Some investors might wish the company had developed an automated system for replacing rambunctious chief executives while they were at it. But if Musk’s erraticism and penchant for piling up debt have left any stockholders looking to unload their stakes in Tesla, the latest signs from the capital markets indicate they won’t find a shortage of willing buyers.
In a May 8 filing with the Securities and Exchange Commission, the Silicon Valley-based electric car manufacturer revealed it had completed a combined offering of debt and equity for approximately $2.7 billion. The total included $860 million in stock and more than $1.8 billion in convertible notes.
Tesla’s final sum from the offering actually exceeded the initial total of $2.3 billion reported in a prior filing. The increase came after underwriters exercised options to purchase an additional $110 million in stock and $240 million in debt.
As Ars Technica pointed out, the round of fundraising did more for Tesla than simply doubling the company’s cash on hand. It also signified that the disruptive auto manufacturer still has the backing of Wall Street. Which bring us back to Tesla’s mercurial co-founder.
Ironically, the total raised in the offering would just about cover the 10-year compensation package for Musk that was approved by Tesla shareholders last year. The incentive-laden structure of the deal raises some skepticism that Musk, whose net worth is already estimated to be in the tens of billions of dollars, will get the full $2.6 billion potentially available to him – or even most of it. (At least if you ask David Einhorn, who just called some of Musk’s promises “a lot of horse—t.”) Then again, you could argue Musk is starting to build up a hot streak.
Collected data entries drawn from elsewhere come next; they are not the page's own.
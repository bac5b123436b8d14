//! Error types for resolution operations.
//!
//! These errors never escape the public `resolve_*` entry points; they exist
//! so the tiers inside the chain can report why they were skipped.

/// Error types for resolution operations
#[derive(Debug, thiserror::Error)]
pub enum ResolveError {
    #[error("IO error: {0}")]
    Io(#[from] std::io::Error),

    #[error("HTTP error: {0}")]
    Http(#[from] reqwest::Error),

    #[error("fetch failed: {0}")]
    Fetch(String),

    #[error("YAML error: {0}")]
    Yaml(#[from] serde_yaml::Error),

    #[error("JSON error: {0}")]
    Json(#[from] serde_json::Error),

    #[error("invalid configuration: {0}")]
    InvalidConfig(String),

    #[error("not supported: {0}")]
    Unsupported(String),
}

/// Result type for resolution operations
pub type ResolveResult<T> = Result<T, ResolveError>;
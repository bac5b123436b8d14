//! Read-only bundled resources.
//!
//! The bundle is the first resolution tier: deployable files shipped alongside
//! the application, addressed by relative path (`workflows/<name>.yaml`,
//! `user_config/<name>.json`).

use std::path::PathBuf;

use async_trait::async_trait;

use crate::error::{ResolveError, ResolveResult};

/// A read-only source of bundled resources.
#[async_trait]
pub trait ResourceBundle: Send + Sync {
    /// Resolve a bundle-relative path to a display location (for logging).
    fn locate(&self, path: &str) -> String;

    /// Fetch the resource at a bundle-relative path.
    async fn fetch(&self, path: &str) -> ResolveResult<String>;

    /// List resource names (file stems) under a bundle-relative directory.
    async fn list(&self, dir: &str) -> ResolveResult<Vec<String>>;
}

/// Bundle rooted at a local directory.
pub struct DirBundle {
    root: PathBuf,
}

impl DirBundle {
    pub fn new(root: impl Into<PathBuf>) -> Self {
        Self { root: root.into() }
    }
}

#[async_trait]
impl ResourceBundle for DirBundle {
    fn locate(&self, path: &str) -> String {
        self.root.join(path).display().to_string()
    }

    async fn fetch(&self, path: &str) -> ResolveResult<String> {
        let full = self.root.join(path);
        Ok(tokio::fs::read_to_string(&full).await?)
    }

    async fn list(&self, dir: &str) -> ResolveResult<Vec<String>> {
        let mut names = Vec::new();
        let mut entries = tokio::fs::read_dir(self.root.join(dir)).await?;
        while let Some(entry) = entries.next_entry().await? {
            let path = entry.path();
            let known_format = matches!(
                path.extension().and_then(|e| e.to_str()),
                Some("yaml") | Some("yml") | Some("json")
            );
            if known_format {
                if let Some(stem) = path.file_stem().and_then(|s| s.to_str()) {
                    names.push(stem.to_string());
                }
            }
        }
        names.sort();
        Ok(names)
    }
}

/// Bundle served over HTTP from a base URL.
pub struct HttpBundle {
    base: String,
    client: reqwest::Client,
}

impl HttpBundle {
    pub fn new(base: impl Into<String>) -> Self {
        let base = base.into().trim_end_matches('/').to_string();
        Self {
            base,
            client: reqwest::Client::new(),
        }
    }
}

#[async_trait]
impl ResourceBundle for HttpBundle {
    fn locate(&self, path: &str) -> String {
        format!("{}/{}", self.base, path)
    }

    async fn fetch(&self, path: &str) -> ResolveResult<String> {
        let url = self.locate(path);
        let response = self.client.get(&url).send().await?;
        if !response.status().is_success() {
            return Err(ResolveError::Fetch(format!(
                "HTTP {} fetching {}",
                response.status(),
                url
            )));
        }
        Ok(response.text().await?)
    }

    async fn list(&self, _dir: &str) -> ResolveResult<Vec<String>> {
        // HTTP bundles have no directory index.
        Err(ResolveError::Unsupported(
            "listing is not supported for HTTP bundles".to_string(),
        ))
    }
}

#[cfg(test)]
mod tests {
    use super::*;
    use std::fs;

    #[tokio::test]
    async fn test_dir_bundle_fetch() {
        let temp_dir = tempfile::tempdir().unwrap();
        let workflows = temp_dir.path().join("workflows");
        fs::create_dir_all(&workflows).unwrap();
        fs::write(workflows.join("demo.yaml"), "workflow:\n  steps: {}\n").unwrap();

        let bundle = DirBundle::new(temp_dir.path());
        let content = bundle.fetch("workflows/demo.yaml").await.unwrap();
        assert!(content.contains("steps"));
    }

    #[tokio::test]
    async fn test_dir_bundle_missing_file_is_error() {
        let temp_dir = tempfile::tempdir().unwrap();
        let bundle = DirBundle::new(temp_dir.path());

        let result = bundle.fetch("workflows/absent.yaml").await;
        assert!(result.is_err(), "missing files must surface as errors");
    }

    #[tokio::test]
    async fn test_dir_bundle_list() {
        let temp_dir = tempfile::tempdir().unwrap();
        let workflows = temp_dir.path().join("workflows");
        fs::create_dir_all(&workflows).unwrap();
        fs::write(workflows.join("b.yaml"), "").unwrap();
        fs::write(workflows.join("a.yml"), "").unwrap();
        fs::write(workflows.join("notes.txt"), "").unwrap();

        let bundle = DirBundle::new(temp_dir.path());
        let names = bundle.list("workflows").await.unwrap();
        assert_eq!(names, vec!["a".to_string(), "b".to_string()]);
    }

    #[test]
    fn test_http_bundle_locate() {
        let bundle = HttpBundle::new("http://localhost:3901/");
        assert_eq!(
            bundle.locate("workflows/demo.yaml"),
            "http://localhost:3901/workflows/demo.yaml"
        );
    }
}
In addition to Tesla’s success in the capital markets, Musk reached an agreement last week with the SEC over charges that he was in contempt of a securities fraud settlement from 2018. The latest dispute originated with a statement in February from Musk’s Twitter account – a hotbed of securities law controversies – about Tesla’s production numbers. The terms of the deal announced in April lay out explicit conditions regarding the types of subject matter that Musk must vet with Tesla’s lawyers before he hits the send button.
The settlement drew fire from one SEC commissioner, Robert Jackson, who said it was too lenient. “Given Mr. Musk’s conduct, I cannot support a settlement in which he does not admit what is crystal clear to anyone who has followed this bizarre series of events: Mr. Musk breached the agreement he made last year with the commission,” Jackson said.
Perhaps a majority of Tesla’s investors will tire of Musk’s antics soon enough, too. For now, they seem content with the direction he is taking the company.